Copy all of the data below without altering a single line.
(Beginning of DATA SHOWN)
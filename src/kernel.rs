// SPDX-License-Identifier: Apache-2.0
// Copyright 2026 the survnet-core contributors
//
// Licensed under the Apache License, Version 2.0 (the "License");
// you may not use this file except in compliance with the License.
// You may obtain a copy of the License at
//
//     http://www.apache.org/licenses/LICENSE-2.0
//
// Unless required by applicable law or agreed to in writing, software
// distributed under the License is distributed on an "AS IS" BASIS,
// WITHOUT WARRANTIES OR CONDITIONS OF ANY KIND, either express or implied.
// See the License for the specific language governing permissions and
// limitations under the License.

//! The shot-to-delta kernel (`spec.md` §4.3): backsight reconciliation,
//! instrument corrections, declination, convergence and the final
//! polar→Cartesian conversion.

use crate::error::{Diagnostics, Error};
use crate::geom::{Polar, Vector3D};
use crate::measurements::Angle;
use crate::survey::{Backsight, BacksightCorrections, BacksightMode, FrontsightCorrections, InclinationReading, Shot};

/// Everything about a shot's owning survey (and project) that the kernel
/// needs but that isn't carried on the [`Shot`] itself.
pub struct KernelContext {
    pub declination_deg: f64,
    pub corrections: FrontsightCorrections,
    pub corrections2: BacksightCorrections,
    pub backsight_mode: BacksightMode,
    /// `None` if convergence isn't applied for this file at all (`spec.md` §4.5).
    pub convergence_deg: Option<f64>,
}

fn average_circular_degrees(a: f64, b: f64) -> f64 {
    let diff = ((b - a + 540.0) % 360.0) - 180.0;
    Angle::deg(a + diff / 2.0).normalized_deg()
}

/// Reconciles two independently-optional readings of the same quantity,
/// per `spec.md` §4.3 step 1: average if both are defined, otherwise use
/// whichever is defined.
fn reconcile<F>(front: Option<f64>, back: Option<f64>, average: F) -> Option<f64>
where
    F: Fn(f64, f64) -> f64,
{
    match (front, back) {
        (Some(f), Some(b)) => Some(average(f, b)),
        (Some(f), None) => Some(f),
        (None, Some(b)) => Some(b),
        (None, None) => None,
    }
}

/// Converts one raw shot into a Cartesian delta, in feet, from its `from`
/// station to its `to` station. Returns any `geom.domain` diagnostics
/// raised along the way (`spec.md` §4.3).
pub fn shot_to_delta(shot: &Shot, ctx: &KernelContext) -> (Vector3D, Diagnostics) {
    let mut diagnostics = Diagnostics::new();

    let length_ft = shot.length_ft + ctx.corrections.length_ft;

    let is_depth_gauge = matches!(shot.inclination, Some(InclinationReading::DepthDelta(_)));

    let frontsight_az = shot.azimuth_deg.map(|az| az + ctx.corrections.azimuth_deg);
    let frontsight_inc_deg = match shot.inclination {
        Some(InclinationReading::Degrees(inc)) => Some(inc + ctx.corrections.inclination_deg),
        _ => None,
    };

    let (combined_az, combined_inc_deg) = if ctx.backsight_mode == BacksightMode::Redundant {
        let (az2, inc2) = match shot.backsight {
            Backsight::Present {
                azimuth2_deg,
                inclination2_deg,
            } => (azimuth2_deg, inclination2_deg),
            Backsight::Absent => (None, None),
        };

        let az2_corrected = az2.map(|v| v + ctx.corrections2.azimuth_deg);
        let inc2_corrected = inc2.map(|v| v + ctx.corrections2.inclination_deg);

        let reversed_az2 = az2_corrected.map(|v| Angle::deg(v + 180.0).normalized_deg());
        let reversed_inc2 = inc2_corrected.map(|v| -v);

        (
            reconcile(frontsight_az, reversed_az2, average_circular_degrees),
            reconcile(frontsight_inc_deg, reversed_inc2, |a, b| (a + b) / 2.0),
        )
    } else {
        (frontsight_az, frontsight_inc_deg)
    };

    let azimuth_after_declination = combined_az.map(|az| az + ctx.declination_deg);
    let azimuth_final = match ctx.convergence_deg {
        Some(convergence) => azimuth_after_declination.map(|az| az - convergence),
        None => azimuth_after_declination,
    };

    let inclination_final_deg = if is_depth_gauge {
        let raw_depth = match shot.inclination {
            Some(InclinationReading::DepthDelta(d)) => d,
            _ => unreachable!("is_depth_gauge implies a DepthDelta reading"),
        };

        if length_ft <= 0.0 {
            Some(0.0)
        } else {
            let depth = if raw_depth.abs() > length_ft {
                let clamped = length_ft.copysign(raw_depth);
                diagnostics.push(Error::GeomDomain {
                    message: format!(
                        "depth-gauge delta {raw_depth} exceeds shot length {length_ft}; clamped to {clamped}"
                    ),
                });
                clamped
            } else {
                raw_depth
            };
            Some((depth / length_ft).clamp(-1.0, 1.0).asin().to_degrees())
        }
    } else {
        combined_inc_deg
    };

    let delta = match azimuth_final {
        Some(azimuth_deg) => Polar {
            length: length_ft,
            azimuth_deg,
            inclination_deg: inclination_final_deg.unwrap_or(0.0),
        }
        .to_vector(),
        None => {
            // `spec.md` §8: an azimuth sentinel means a vertical shot, whose
            // delta is purely vertical with sign matching the inclination.
            let sign = inclination_final_deg.map(f64::signum).unwrap_or(1.0);
            Vector3D::new(0.0, 0.0, length_ft * sign)
        }
    };

    (delta, diagnostics)
}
(End of DATA SHOWN)
* _EXERCISE OUTPUT_
filename src/kernel.rs
// SPDX-License-Identifier: Apache-2.0
// Copyright 2026 the survnet-core contributors
//
// Licensed under the Apache License, Version 2.0 (the "License");
// you may not use this file except in compliance with the License.
// You may obtain a copy of the License at
//
//     http://www.apache.org/licenses/LICENSE-2.0
//
// Unless required by applicable law or agreed to in writing, software
// distributed under the License is distributed on an "AS IS" BASIS,
// WITHOUT WARRANTIES OR CONDITIONS OF ANY KIND, either express or implied.
// See the License for the specific language governing permissions and
// limitations under the License.

//! The shot-to-delta kernel (`spec.md` §4.3): backsight reconciliation,
//! instrument corrections, declination, convergence and the final
//! polar→Cartesian conversion.

use crate::error::{Diagnostics, Error};
use crate::geom::{Polar, Vector3D};
use crate::measurements::Angle;
use crate::survey::{Backsight, BacksightCorrections, BacksightMode, FrontsightCorrections, InclinationReading, Shot};

/// Everything about a shot's owning survey (and project) that the kernel
/// needs but that isn't carried on the [`Shot`] itself.
pub struct KernelContext {
    pub declination_deg: f64,
    pub corrections: FrontsightCorrections,
    pub corrections2: BacksightCorrections,
    pub backsight_mode: BacksightMode,
    /// `None` if convergence isn't applied for this file at all (`spec.md` §4.5).
    pub convergence_deg: Option<f64>,
}

fn average_circular_degrees(a: f64, b: f64) -> f64 {
    let diff = ((b - a + 540.0) % 360.0) - 180.0;
    Angle::deg(a + diff / 2.0).normalized_deg()
}

/// Reconciles two independently-optional readings of the same quantity,
/// per `spec.md` §4.3 step 1: average if both are defined, otherwise use
/// whichever is defined.
fn reconcile<F>(front: Option<f64>, back: Option<f64>, average: F) -> Option<f64>
where
    F: Fn(f64, f64) -> f64,
{
    match (front, back) {
        (Some(f), Some(b)) => Some(average(f, b)),
        (Some(f), None) => Some(f),
        (None, Some(b)) => Some(b),
        (None, None) => None,
    }
}

/// Converts one raw shot into a Cartesian delta, in feet, from its `from`
/// station to its `to` station. Returns any `geom.domain` diagnostics
/// raised along the way (`spec.md` §4.3).
pub fn shot_to_delta(shot: &Shot, ctx: &KernelContext) -> (Vector3D, Diagnostics) {
    let mut diagnostics = Diagnostics::new();

    let length_ft = shot.length_ft + ctx.corrections.length_ft;

    let is_depth_gauge = matches!(shot.inclination, Some(InclinationReading::DepthDelta(_)));

    let frontsight_az = shot.azimuth_deg.map(|az| az + ctx.corrections.azimuth_deg);
    let frontsight_inc_deg = match shot.inclination {
        Some(InclinationReading::Degrees(inc)) => Some(inc + ctx.corrections.inclination_deg),
        _ => None,
    };

    let (combined_az, combined_inc_deg) = if ctx.backsight_mode == BacksightMode::Redundant {
        let (az2, inc2) = match shot.backsight {
            Backsight::Present {
                azimuth2_deg,
                inclination2_deg,
            } => (azimuth2_deg, inclination2_deg),
            Backsight::Absent => (None, None),
        };

        let az2_corrected = az2.map(|v| v + ctx.corrections2.azimuth_deg);
        let inc2_corrected = inc2.map(|v| v + ctx.corrections2.inclination_deg);

        let reversed_az2 = az2_corrected.map(|v| Angle::deg(v + 180.0).normalized_deg());
        let reversed_inc2 = inc2_corrected.map(|v| -v);

        (
            reconcile(frontsight_az, reversed_az2, average_circular_degrees),
            reconcile(frontsight_inc_deg, reversed_inc2, |a, b| (a + b) / 2.0),
        )
    } else {
        (frontsight_az, frontsight_inc_deg)
    };

    let azimuth_after_declination = combined_az.map(|az| az + ctx.declination_deg);
    let azimuth_final = match ctx.convergence_deg {
        Some(convergence) => azimuth_after_declination.map(|az| az - convergence),
        None => azimuth_after_declination,
    };

    let inclination_final_deg = if is_depth_gauge {
        let raw_depth = match shot.inclination {
            Some(InclinationReading::DepthDelta(d)) => d,
            _ => unreachable!("is_depth_gauge implies a DepthDelta reading"),
        };

        if length_ft <= 0.0 {
            Some(0.0)
        } else {
            let depth = if raw_depth.abs() > length_ft {
                let clamped = length_ft.copysign(raw_depth);
                diagnostics.push(Error::GeomDomain {
                    message: format!(
                        "depth-gauge delta {raw_depth} exceeds shot length {length_ft}; clamped to {clamped}"
                    ),
                });
                clamped
            } else {
                raw_depth
            };
            Some((depth / length_ft).clamp(-1.0, 1.0).asin().to_degrees())
        }
    } else {
        combined_inc_deg
    };

    let delta = match azimuth_final {
        Some(azimuth_deg) => Polar {
            length: length_ft,
            azimuth_deg,
            inclination_deg: inclination_final_deg.unwrap_or(0.0),
        }
        .to_vector(),
        None => {
            // `spec.md` §8: an azimuth sentinel means a vertical shot, whose
            // delta is purely vertical with sign matching the inclination.
            let sign = inclination_final_deg.map(f64::signum).unwrap_or(1.0);
            Vector3D::new(0.0, 0.0, length_ft * sign)
        }
    };

    (delta, diagnostics)
}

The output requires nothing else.